_Entries provided_
"""

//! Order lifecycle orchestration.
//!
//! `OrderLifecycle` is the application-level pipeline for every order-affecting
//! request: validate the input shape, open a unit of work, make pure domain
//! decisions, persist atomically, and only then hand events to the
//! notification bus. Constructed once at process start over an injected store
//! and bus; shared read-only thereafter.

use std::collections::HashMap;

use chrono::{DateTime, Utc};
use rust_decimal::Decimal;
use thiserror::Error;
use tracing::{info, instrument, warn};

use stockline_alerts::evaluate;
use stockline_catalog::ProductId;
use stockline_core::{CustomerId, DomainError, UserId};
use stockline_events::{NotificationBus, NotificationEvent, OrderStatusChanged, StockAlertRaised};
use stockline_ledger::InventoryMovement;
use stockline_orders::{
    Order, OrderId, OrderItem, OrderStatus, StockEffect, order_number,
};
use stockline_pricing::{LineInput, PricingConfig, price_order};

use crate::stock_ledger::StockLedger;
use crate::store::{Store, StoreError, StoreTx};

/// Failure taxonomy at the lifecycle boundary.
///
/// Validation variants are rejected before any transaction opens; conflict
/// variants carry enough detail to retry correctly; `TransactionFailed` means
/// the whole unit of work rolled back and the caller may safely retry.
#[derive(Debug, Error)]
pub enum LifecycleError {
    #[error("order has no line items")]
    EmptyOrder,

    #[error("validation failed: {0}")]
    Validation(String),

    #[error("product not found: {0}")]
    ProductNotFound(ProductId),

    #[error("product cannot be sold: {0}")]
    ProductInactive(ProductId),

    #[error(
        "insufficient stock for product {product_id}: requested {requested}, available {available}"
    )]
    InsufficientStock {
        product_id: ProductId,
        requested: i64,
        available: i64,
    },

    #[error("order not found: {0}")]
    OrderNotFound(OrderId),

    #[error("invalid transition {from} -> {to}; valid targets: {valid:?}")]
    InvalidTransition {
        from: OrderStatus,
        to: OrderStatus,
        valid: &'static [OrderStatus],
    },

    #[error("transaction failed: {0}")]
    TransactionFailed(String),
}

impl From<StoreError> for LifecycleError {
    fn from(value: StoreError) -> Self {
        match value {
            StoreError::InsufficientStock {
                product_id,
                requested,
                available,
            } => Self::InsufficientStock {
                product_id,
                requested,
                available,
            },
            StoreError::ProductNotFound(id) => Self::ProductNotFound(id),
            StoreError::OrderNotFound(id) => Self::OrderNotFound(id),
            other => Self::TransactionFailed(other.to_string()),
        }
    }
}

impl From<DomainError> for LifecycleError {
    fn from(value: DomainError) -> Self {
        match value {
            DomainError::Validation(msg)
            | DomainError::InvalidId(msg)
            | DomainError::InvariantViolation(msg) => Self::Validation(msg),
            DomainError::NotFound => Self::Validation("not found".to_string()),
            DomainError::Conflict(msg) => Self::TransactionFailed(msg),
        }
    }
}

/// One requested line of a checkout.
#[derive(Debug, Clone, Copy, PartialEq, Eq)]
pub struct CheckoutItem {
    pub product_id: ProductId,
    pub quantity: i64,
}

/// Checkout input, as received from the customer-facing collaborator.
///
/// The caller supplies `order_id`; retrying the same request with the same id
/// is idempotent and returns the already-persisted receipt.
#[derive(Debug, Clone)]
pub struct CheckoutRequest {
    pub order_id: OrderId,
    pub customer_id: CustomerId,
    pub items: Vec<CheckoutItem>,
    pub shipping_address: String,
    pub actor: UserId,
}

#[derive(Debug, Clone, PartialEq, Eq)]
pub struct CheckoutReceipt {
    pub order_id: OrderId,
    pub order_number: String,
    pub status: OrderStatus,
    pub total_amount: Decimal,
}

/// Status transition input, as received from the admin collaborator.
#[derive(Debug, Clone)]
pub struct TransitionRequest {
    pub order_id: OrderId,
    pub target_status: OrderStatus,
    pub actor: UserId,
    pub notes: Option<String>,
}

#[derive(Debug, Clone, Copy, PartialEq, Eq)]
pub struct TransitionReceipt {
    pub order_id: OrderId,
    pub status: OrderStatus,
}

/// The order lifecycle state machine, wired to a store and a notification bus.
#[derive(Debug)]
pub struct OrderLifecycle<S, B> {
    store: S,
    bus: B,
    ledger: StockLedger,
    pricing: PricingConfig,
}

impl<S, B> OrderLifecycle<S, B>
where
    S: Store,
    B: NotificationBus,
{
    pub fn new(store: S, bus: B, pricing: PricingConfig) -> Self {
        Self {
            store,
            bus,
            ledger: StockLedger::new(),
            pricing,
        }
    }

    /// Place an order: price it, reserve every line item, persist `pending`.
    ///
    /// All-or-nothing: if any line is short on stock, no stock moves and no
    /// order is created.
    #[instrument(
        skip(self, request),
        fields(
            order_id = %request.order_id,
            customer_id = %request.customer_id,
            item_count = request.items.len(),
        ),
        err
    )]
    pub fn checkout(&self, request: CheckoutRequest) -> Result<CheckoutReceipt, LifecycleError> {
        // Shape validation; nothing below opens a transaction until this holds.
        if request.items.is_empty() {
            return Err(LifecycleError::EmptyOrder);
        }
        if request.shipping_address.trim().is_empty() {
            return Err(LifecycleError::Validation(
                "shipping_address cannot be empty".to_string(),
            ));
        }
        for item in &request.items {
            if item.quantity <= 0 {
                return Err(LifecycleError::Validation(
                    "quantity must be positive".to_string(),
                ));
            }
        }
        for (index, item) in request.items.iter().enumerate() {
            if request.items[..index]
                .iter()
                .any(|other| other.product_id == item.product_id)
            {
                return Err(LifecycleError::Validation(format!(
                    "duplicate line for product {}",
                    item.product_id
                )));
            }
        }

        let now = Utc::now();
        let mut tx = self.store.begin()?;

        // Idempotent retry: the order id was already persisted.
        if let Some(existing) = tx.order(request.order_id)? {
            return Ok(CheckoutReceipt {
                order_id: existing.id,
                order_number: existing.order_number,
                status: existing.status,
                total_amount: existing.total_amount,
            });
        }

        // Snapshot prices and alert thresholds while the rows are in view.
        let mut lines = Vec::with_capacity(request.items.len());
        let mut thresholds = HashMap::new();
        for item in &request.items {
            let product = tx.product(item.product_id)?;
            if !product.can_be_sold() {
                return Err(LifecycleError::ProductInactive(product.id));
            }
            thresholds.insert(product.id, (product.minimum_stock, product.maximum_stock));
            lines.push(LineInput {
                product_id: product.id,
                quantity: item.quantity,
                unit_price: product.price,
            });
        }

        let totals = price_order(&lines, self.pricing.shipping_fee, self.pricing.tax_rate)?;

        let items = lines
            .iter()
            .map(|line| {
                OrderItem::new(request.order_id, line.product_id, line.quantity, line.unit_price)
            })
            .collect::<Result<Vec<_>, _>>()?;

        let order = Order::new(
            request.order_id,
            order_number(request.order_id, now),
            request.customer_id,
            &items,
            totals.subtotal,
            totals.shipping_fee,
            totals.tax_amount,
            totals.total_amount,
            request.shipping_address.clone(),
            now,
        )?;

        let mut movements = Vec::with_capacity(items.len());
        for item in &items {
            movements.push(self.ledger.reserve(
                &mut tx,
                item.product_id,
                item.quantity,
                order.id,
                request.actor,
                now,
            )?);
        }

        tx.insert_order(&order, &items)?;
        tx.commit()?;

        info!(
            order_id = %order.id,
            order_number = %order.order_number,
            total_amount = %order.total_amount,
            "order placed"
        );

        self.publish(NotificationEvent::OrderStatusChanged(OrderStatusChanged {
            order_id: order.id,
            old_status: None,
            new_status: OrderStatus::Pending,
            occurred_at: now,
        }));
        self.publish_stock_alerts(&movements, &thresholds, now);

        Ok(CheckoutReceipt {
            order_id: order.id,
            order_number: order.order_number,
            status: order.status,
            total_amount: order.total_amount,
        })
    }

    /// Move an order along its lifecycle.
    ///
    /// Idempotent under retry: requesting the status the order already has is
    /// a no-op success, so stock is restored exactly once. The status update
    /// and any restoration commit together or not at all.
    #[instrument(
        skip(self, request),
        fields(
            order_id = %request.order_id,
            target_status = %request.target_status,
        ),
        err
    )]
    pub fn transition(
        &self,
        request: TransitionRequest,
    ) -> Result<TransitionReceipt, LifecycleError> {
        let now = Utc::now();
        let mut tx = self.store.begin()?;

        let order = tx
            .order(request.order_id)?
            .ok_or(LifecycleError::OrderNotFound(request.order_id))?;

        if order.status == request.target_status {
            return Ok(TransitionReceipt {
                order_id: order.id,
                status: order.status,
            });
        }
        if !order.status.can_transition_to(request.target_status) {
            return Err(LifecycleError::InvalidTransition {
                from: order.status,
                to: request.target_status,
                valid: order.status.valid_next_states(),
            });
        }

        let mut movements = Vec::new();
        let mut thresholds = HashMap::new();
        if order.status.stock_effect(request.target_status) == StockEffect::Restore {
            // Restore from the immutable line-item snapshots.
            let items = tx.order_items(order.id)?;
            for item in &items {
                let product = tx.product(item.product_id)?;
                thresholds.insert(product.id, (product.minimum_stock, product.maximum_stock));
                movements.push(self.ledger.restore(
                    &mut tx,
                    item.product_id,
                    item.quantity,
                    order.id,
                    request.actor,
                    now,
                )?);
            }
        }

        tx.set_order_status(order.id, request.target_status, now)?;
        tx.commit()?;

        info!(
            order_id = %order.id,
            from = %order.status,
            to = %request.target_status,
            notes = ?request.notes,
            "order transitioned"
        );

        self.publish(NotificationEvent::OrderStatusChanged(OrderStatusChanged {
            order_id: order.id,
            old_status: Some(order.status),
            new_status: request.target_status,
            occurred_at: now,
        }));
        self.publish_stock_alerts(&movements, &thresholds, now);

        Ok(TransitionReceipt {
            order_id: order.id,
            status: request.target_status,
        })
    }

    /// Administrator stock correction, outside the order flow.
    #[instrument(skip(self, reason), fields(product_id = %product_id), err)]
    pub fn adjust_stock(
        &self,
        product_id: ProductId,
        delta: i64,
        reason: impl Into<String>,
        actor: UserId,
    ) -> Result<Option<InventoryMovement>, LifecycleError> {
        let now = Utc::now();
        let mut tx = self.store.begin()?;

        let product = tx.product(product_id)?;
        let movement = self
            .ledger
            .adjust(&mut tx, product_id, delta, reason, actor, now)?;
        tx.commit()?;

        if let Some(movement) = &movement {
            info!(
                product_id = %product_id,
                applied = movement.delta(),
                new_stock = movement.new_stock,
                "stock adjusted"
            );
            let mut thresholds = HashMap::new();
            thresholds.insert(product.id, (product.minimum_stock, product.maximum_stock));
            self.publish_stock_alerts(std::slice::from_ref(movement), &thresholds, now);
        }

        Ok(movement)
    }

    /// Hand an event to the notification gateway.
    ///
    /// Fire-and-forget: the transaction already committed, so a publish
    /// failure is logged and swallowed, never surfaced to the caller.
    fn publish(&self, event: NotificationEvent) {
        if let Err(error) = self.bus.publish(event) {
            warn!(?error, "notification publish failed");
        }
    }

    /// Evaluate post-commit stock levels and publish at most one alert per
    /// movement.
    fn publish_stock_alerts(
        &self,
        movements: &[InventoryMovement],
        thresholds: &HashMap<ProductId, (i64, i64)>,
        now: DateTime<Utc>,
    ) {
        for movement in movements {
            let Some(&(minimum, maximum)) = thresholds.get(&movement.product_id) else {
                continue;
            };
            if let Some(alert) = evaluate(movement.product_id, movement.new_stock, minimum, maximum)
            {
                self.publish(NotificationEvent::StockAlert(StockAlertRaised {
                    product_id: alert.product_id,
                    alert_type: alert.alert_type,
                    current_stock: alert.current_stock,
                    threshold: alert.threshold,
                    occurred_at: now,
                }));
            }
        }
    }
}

"""
"""

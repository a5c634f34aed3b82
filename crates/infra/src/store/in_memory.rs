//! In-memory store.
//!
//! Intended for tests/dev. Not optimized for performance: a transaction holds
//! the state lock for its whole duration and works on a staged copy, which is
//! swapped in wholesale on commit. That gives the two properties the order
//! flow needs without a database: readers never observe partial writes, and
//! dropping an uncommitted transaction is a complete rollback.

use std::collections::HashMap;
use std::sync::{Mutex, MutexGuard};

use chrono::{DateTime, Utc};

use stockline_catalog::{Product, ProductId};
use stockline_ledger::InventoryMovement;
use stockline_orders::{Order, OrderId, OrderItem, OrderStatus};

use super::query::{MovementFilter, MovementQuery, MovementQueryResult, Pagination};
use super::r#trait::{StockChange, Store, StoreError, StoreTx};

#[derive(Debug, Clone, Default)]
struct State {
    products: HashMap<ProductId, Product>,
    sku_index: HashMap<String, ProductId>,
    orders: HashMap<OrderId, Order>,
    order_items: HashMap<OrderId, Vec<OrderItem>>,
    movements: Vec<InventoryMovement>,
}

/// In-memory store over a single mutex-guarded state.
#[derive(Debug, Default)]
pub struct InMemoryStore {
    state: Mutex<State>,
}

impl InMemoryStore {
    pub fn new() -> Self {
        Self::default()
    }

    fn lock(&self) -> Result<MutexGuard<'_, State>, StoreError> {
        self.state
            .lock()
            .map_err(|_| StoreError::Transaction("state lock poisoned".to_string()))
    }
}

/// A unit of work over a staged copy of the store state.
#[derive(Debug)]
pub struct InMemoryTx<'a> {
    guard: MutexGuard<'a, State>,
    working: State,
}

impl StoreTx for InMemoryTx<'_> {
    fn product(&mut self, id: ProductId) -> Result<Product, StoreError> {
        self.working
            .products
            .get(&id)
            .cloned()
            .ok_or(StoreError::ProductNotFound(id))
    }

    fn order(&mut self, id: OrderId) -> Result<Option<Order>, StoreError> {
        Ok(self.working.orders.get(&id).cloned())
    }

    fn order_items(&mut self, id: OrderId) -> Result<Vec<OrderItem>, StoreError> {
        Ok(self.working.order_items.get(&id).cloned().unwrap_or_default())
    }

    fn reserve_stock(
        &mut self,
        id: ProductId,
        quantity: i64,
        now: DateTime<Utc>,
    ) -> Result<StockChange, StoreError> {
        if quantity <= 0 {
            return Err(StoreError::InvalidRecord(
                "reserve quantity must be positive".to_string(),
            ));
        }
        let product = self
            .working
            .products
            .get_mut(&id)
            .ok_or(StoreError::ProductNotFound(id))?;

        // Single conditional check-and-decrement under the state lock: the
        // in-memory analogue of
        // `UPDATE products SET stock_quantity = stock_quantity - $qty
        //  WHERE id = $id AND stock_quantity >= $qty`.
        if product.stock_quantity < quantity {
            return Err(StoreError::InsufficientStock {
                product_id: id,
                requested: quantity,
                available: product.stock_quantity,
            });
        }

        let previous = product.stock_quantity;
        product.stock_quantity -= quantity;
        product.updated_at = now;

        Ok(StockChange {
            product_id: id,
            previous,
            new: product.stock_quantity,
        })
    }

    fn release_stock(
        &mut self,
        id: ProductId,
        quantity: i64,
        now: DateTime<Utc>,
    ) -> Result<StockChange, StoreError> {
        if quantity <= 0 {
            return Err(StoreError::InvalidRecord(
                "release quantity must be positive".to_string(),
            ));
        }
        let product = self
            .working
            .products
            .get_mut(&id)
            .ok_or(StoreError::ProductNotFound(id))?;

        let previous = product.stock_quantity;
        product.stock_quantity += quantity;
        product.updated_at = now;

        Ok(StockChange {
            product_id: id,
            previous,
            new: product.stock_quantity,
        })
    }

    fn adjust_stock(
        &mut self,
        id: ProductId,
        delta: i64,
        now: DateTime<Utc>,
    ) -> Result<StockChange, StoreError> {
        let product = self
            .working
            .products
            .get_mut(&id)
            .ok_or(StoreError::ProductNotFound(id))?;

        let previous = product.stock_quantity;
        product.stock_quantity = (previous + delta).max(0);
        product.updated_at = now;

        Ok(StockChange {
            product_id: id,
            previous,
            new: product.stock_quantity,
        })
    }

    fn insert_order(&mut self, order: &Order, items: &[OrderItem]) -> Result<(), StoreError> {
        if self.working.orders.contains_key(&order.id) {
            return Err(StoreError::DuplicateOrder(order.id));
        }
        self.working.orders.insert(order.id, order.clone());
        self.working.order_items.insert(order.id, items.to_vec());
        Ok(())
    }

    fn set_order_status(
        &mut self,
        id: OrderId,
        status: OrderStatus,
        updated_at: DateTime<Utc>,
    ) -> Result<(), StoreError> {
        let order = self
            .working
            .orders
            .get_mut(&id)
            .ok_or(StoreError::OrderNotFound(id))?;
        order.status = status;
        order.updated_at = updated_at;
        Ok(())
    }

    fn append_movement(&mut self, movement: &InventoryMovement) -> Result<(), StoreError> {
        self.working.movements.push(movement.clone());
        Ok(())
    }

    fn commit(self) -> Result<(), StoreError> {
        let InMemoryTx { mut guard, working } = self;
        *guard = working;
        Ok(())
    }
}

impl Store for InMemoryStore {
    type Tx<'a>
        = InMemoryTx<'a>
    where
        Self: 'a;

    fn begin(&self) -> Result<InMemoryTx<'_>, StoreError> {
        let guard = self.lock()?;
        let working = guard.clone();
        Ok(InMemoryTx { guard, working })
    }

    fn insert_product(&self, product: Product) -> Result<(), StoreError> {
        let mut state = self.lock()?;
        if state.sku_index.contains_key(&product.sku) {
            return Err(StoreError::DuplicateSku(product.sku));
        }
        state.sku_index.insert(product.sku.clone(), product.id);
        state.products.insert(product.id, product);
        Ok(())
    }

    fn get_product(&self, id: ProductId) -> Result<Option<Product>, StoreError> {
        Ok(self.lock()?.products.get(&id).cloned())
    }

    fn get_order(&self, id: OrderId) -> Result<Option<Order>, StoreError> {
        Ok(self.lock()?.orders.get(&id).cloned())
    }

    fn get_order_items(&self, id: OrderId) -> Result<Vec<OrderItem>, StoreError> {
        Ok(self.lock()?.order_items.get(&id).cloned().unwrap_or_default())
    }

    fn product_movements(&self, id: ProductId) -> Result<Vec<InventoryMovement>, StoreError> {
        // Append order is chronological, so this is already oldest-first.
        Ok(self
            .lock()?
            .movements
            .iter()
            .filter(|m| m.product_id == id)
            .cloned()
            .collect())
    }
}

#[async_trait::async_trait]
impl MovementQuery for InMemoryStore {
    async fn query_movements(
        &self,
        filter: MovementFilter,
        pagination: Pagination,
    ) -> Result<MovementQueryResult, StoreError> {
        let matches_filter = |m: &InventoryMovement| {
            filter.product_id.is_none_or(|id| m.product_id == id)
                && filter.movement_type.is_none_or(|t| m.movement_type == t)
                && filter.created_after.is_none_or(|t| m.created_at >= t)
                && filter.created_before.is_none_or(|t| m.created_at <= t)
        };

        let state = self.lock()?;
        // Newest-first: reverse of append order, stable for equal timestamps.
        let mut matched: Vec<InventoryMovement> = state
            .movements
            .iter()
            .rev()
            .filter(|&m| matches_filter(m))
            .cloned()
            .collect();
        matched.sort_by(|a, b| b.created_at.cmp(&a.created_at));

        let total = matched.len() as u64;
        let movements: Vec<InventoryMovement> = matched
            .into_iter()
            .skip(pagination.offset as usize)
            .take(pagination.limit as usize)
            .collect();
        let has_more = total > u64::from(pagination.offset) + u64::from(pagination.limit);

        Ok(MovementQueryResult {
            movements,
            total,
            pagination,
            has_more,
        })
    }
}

"""

_Requirement_
The answer is every line in the data where the word "delta" appears.

_Solution to the problem_
        delta: i64,
            .adjust(&mut tx, product_id, delta, reason, actor, now)?;
                applied = movement.delta(),
        delta: i64,
        product.stock_quantity = (previous + delta).max(0);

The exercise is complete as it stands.